Margot Robbie says of Emerald Fennell, “I knew she’d want me to be hitting the extremes of the character.” Charli says of Margot’s character, “It’s like, I wanna be her.” Margot says of Charli xcx (the real one), “You’re like Cathy, she cries at the drop of a hat.”

Cathy and Heathcliff’s relationship destroys near-everyone around them. The love isn’t the main point, but the twisting is. THIS IS NOT LOVE. THIS IS REVENGE. This is about fixation. It’s about not being able to get it off your mind. It’s about taking one thing and pulling it every which way until it pops. It’s about pop. You can’t get it out of your head. It’s everywhere you go. You can’t escape it. It’s something that could drive you mad. It’s what she’s all about. Everything that you don’t say. Everything that you don’t mean. Everything that you mean and don’t say. Always speaking around the thing itself. If you cared enough, you’d figure it out. It’s something that you can’t help but feel, can’t help but be consumed by, can’t help but play up for the thrill of it. It’s extreme to everyone but you.

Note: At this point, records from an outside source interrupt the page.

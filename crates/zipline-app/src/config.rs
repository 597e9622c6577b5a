//! Settings loading and the run-option form definition
//!
//! Settings live at `{config_dir}/zipline/config.toml`. A missing file
//! yields the defaults; a malformed file is a configuration error rather
//! than a silent fallback.

use std::path::{Path, PathBuf};

use serde::{Deserialize, Serialize};

use zipline_core::prelude::*;

/// User-editable settings
#[derive(Debug, Clone, Serialize, Deserialize)]
#[serde(default)]
pub struct Settings {
    /// Base URL of the processing service
    pub server_url: String,
    /// Show timestamps in the console view
    pub show_timestamps: bool,
    /// The run-option controls offered on the submission form
    pub options: Vec<OptionDef>,
}

impl Default for Settings {
    fn default() -> Self {
        Self {
            server_url: "http://127.0.0.1:5000".to_string(),
            show_timestamps: true,
            options: default_options(),
        }
    }
}

/// Definition of one named form control
#[derive(Debug, Clone, Serialize, Deserialize)]
pub struct OptionDef {
    /// Wire name, sent as the key in the kickoff options map
    pub name: String,
    /// Label shown on the form
    pub label: String,
    #[serde(flatten)]
    pub kind: OptionKind,
}

/// Control kind with its default value
#[derive(Debug, Clone, Serialize, Deserialize)]
#[serde(tag = "kind", rename_all = "snake_case")]
pub enum OptionKind {
    /// Contributes a boolean
    Checkbox {
        #[serde(default)]
        default: bool,
    },
    /// Contributes the selected choice's value
    Radio {
        choices: Vec<String>,
        #[serde(default)]
        default: usize,
    },
    /// Contributes its string value
    Text {
        #[serde(default)]
        default: String,
    },
}

/// The stock frontend-optimizer option set
fn default_options() -> Vec<OptionDef> {
    vec![
        OptionDef {
            name: "obfuscate_js".to_string(),
            label: "JS obfuscation".to_string(),
            kind: OptionKind::Radio {
                choices: vec![
                    "none".to_string(),
                    "standard".to_string(),
                    "strong".to_string(),
                ],
                default: 0,
            },
        },
        OptionDef {
            name: "purge_css".to_string(),
            label: "Purge unused CSS".to_string(),
            kind: OptionKind::Checkbox { default: false },
        },
        OptionDef {
            name: "add_csp".to_string(),
            label: "Add CSP headers".to_string(),
            kind: OptionKind::Checkbox { default: false },
        },
        OptionDef {
            name: "generate_critical_css".to_string(),
            label: "Generate critical CSS".to_string(),
            kind: OptionKind::Checkbox { default: false },
        },
    ]
}

impl Settings {
    /// Resolve the config file path, honoring an explicit override
    pub fn config_path(override_path: Option<PathBuf>) -> PathBuf {
        override_path.unwrap_or_else(|| {
            dirs::config_dir()
                .unwrap_or_else(|| PathBuf::from("."))
                .join("zipline")
                .join("config.toml")
        })
    }

    /// Load settings from `path`, defaulting when the file does not exist
    pub fn load(path: &Path) -> Result<Self> {
        if !path.exists() {
            debug!("no config at {}, using defaults", path.display());
            return Ok(Self::default());
        }
        let raw = std::fs::read_to_string(path)?;
        toml::from_str(&raw)
            .map_err(|e| Error::config(format!("{}: {e}", path.display())))
    }
}

#[cfg(test)]
mod tests {
    use super::*;

    #[test]
    fn test_defaults() {
        let settings = Settings::default();
        assert_eq!(settings.server_url, "http://127.0.0.1:5000");
        assert!(settings.show_timestamps);
        assert_eq!(settings.options.len(), 4);
        assert_eq!(settings.options[0].name, "obfuscate_js");
        assert!(matches!(
            settings.options[0].kind,
            OptionKind::Radio { .. }
        ));
    }

    #[test]
    fn test_load_missing_file_gives_defaults() {
        let dir = tempfile::tempdir().unwrap();
        let settings = Settings::load(&dir.path().join("config.toml")).unwrap();
        assert_eq!(settings.server_url, Settings::default().server_url);
    }

    #[test]
    fn test_load_partial_file_fills_defaults() {
        let dir = tempfile::tempdir().unwrap();
        let path = dir.path().join("config.toml");
        std::fs::write(&path, "server_url = \"https://zip.example.com\"\n").unwrap();

        let settings = Settings::load(&path).unwrap();
        assert_eq!(settings.server_url, "https://zip.example.com");
        // Unmentioned fields keep their defaults
        assert!(settings.show_timestamps);
        assert_eq!(settings.options.len(), 4);
    }

    #[test]
    fn test_load_custom_options() {
        let dir = tempfile::tempdir().unwrap();
        let path = dir.path().join("config.toml");
        std::fs::write(
            &path,
            r#"
[[options]]
name = "level"
label = "Scan level"
kind = "radio"
choices = ["quick", "deep"]
default = 1

[[options]]
name = "notes"
label = "Notes"
kind = "text"
"#,
        )
        .unwrap();

        let settings = Settings::load(&path).unwrap();
        assert_eq!(settings.options.len(), 2);
        match &settings.options[0].kind {
            OptionKind::Radio { choices, default } => {
                assert_eq!(choices.len(), 2);
                assert_eq!(*default, 1);
            }
            other => panic!("expected Radio, got {other:?}"),
        }
        assert!(matches!(settings.options[1].kind, OptionKind::Text { .. }));
    }

    #[test]
    fn test_load_malformed_file_is_config_error() {
        let dir = tempfile::tempdir().unwrap();
        let path = dir.path().join("config.toml");
        std::fs::write(&path, "server_url = [not toml").unwrap();

        let err = Settings::load(&path).unwrap_err();
        assert!(matches!(err, Error::Config { .. }));
        assert!(err.is_fatal());
    }

    #[test]
    fn test_config_path_override() {
        let path = Settings::config_path(Some(PathBuf::from("/tmp/custom.toml")));
        assert_eq!(path, PathBuf::from("/tmp/custom.toml"));
    }
}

It’s about contradiction. It’s about wanting it both ways and getting it none. It’s about eternal frustration, maybe damnation. It’s about never being happy. It’s about trying to straddle both sides and not quite getting it right no matter how hard you try or how bad you want it. It’s about building a new wall to push against. It’s about being so right and so wrong. It’s about running far from what you just did, putting as much distance as you can between yourself and what just happened. It’s about a polar eclipse. It’s about feeling fated. It’s about being recreationally cruel. It’s about going even though you said you wouldn’t. It’s meeting someone more myself than I am. It’s about being yourself, not being yourself, being yourself, not being yourself. It’s about using something fake to say something truer than true. It’s about going to the extreme with you. The real thing is: there’s the thing that feels right, and there’s the thing that feels wrong, and sometimes you can make it so wrong that even the right thing doesn’t feel right anymore. It’s about your own doing. INTENSITY, JEALOUSY, EMOTION, TENSION, HEDONISM, SELF-DESTRUCTION. Charli so perfect here because who else could do what is being asked? Reconcile two oppositions and make it feel so seamless. Half old, half new. All Charli. All cinema. It’s all there.

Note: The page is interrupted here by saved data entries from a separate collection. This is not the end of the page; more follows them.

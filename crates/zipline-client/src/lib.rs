//! # zipline-client - Network Edge
//!
//! The two collaborator-facing pieces of zipline:
//!
//! - [`UploadClient`] — one-shot archive submission over HTTP. Returns the
//!   server-assigned session identifier or a structured failure whose
//!   message is surfaced verbatim in the console.
//! - [`channel`] — the persistent push channel. One WebSocket subscription
//!   per session; events arrive strictly in server-emission order through
//!   an mpsc receiver. A dropped connection ends the stream with
//!   [`ChannelEvent::Closed`]; no reconnection is attempted and no terminal
//!   event is fabricated.

pub mod channel;
pub mod upload;

pub use channel::{open_channel, ws_url, ChannelEvent};
pub use upload::{download_url, UploadClient};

YOU CAN’T DREAD THE END WHEN IT’S OVER

I gotta let this shit GO… It’s only acceptable to be so desperate for so long. What can you do but let the thing kill itself, delay this fatal choice between the true and the untrue. Trust that which is eternal will not change, though all else will. Let me keep my future loves timid, then. My taste has been brief, but enough to last me til the earth retires.

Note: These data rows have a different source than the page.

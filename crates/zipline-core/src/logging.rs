//! Logging configuration using tracing

use std::path::PathBuf;
use tracing_appender::rolling::{RollingFileAppender, Rotation};
use tracing_subscriber::{fmt, prelude::*, EnvFilter};

use crate::error::Result;

/// Initialize the logging subsystem
///
/// Logs are written to `~/.local/share/zipline/logs/`.
/// Log level is controlled by the `ZIPLINE_LOG` environment variable.
///
/// # Examples
/// ```bash
/// ZIPLINE_LOG=debug cargo run
/// ZIPLINE_LOG=trace cargo run
/// ```
pub fn init() -> Result<()> {
    let log_dir = get_log_directory();
    std::fs::create_dir_all(&log_dir)?;

    let file_appender = RollingFileAppender::new(Rotation::DAILY, &log_dir, "zipline.log");

    // Default to info, allow override via ZIPLINE_LOG
    let env_filter = EnvFilter::try_from_env("ZIPLINE_LOG")
        .unwrap_or_else(|_| EnvFilter::new("zipline=info,warn"));

    tracing_subscriber::registry()
        .with(env_filter)
        .with(
            fmt::layer()
                .with_writer(file_appender)
                .with_ansi(false)
                .with_target(true)
                .with_thread_ids(false)
                .with_file(true)
                .with_line_number(true)
                .with_timer(fmt::time::ChronoLocal::new(
                    "%Y-%m-%d %H:%M:%S%.3f".to_string(),
                )),
        )
        .init();

    tracing::info!("zipline starting");
    tracing::info!("Log directory: {}", log_dir.display());

    Ok(())
}

/// Get the log directory path
fn get_log_directory() -> PathBuf {
    let base = dirs::data_local_dir().unwrap_or_else(|| PathBuf::from("."));
    base.join("zipline").join("logs")
}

I can be insolent. I can be stubborn. I can be bored and too consumed by cool for my own good. I can be so insecure I come off as confident. I can be so myself I almost end up as someone else. I can be extravagant in my emotion. I can be contrived even when I don’t mean to be. I can be perpetually there when the pendulum swings. I can see everything as either forever or never again. I can never find the in between. I can cry worse when you say what I want. I can have everything but not act like it. I can make it harder than it has to be. I’d like to call love the truest thing but actually it can be so faux. You can pass pretty much anything off as it if you really cared to. What’s a love without despair? What’s a life without misery? The boredom is implied. The jealousy comes with fries. FIN.





Quotations pulled from Wuthering Heights (2026), The Moment (2026), “Wuthering Heights” (1847), MoviePort’s interview with Charli xcx and Aidan Zamiri, Conan O’ Brien’s podcast episode with Charli xcx, Vogue Australia’s Forces of Fashion conversation with Margot Robbie and Jacob Elordi, A24’s podcast episode with Charli xcx and Aidan Zamiri, Natalie Vertiz’s interview with the Wuthering Heights cast, Fandango’s interview with the Wuthering Heights cast, Alamo Drafthouse’s NYC post-screening live Q&A with Charli xcx and Aidan Zamiri, GQ’s Epic Conversation between Margot Robbie and Charli xcx, and of course, Lincoln.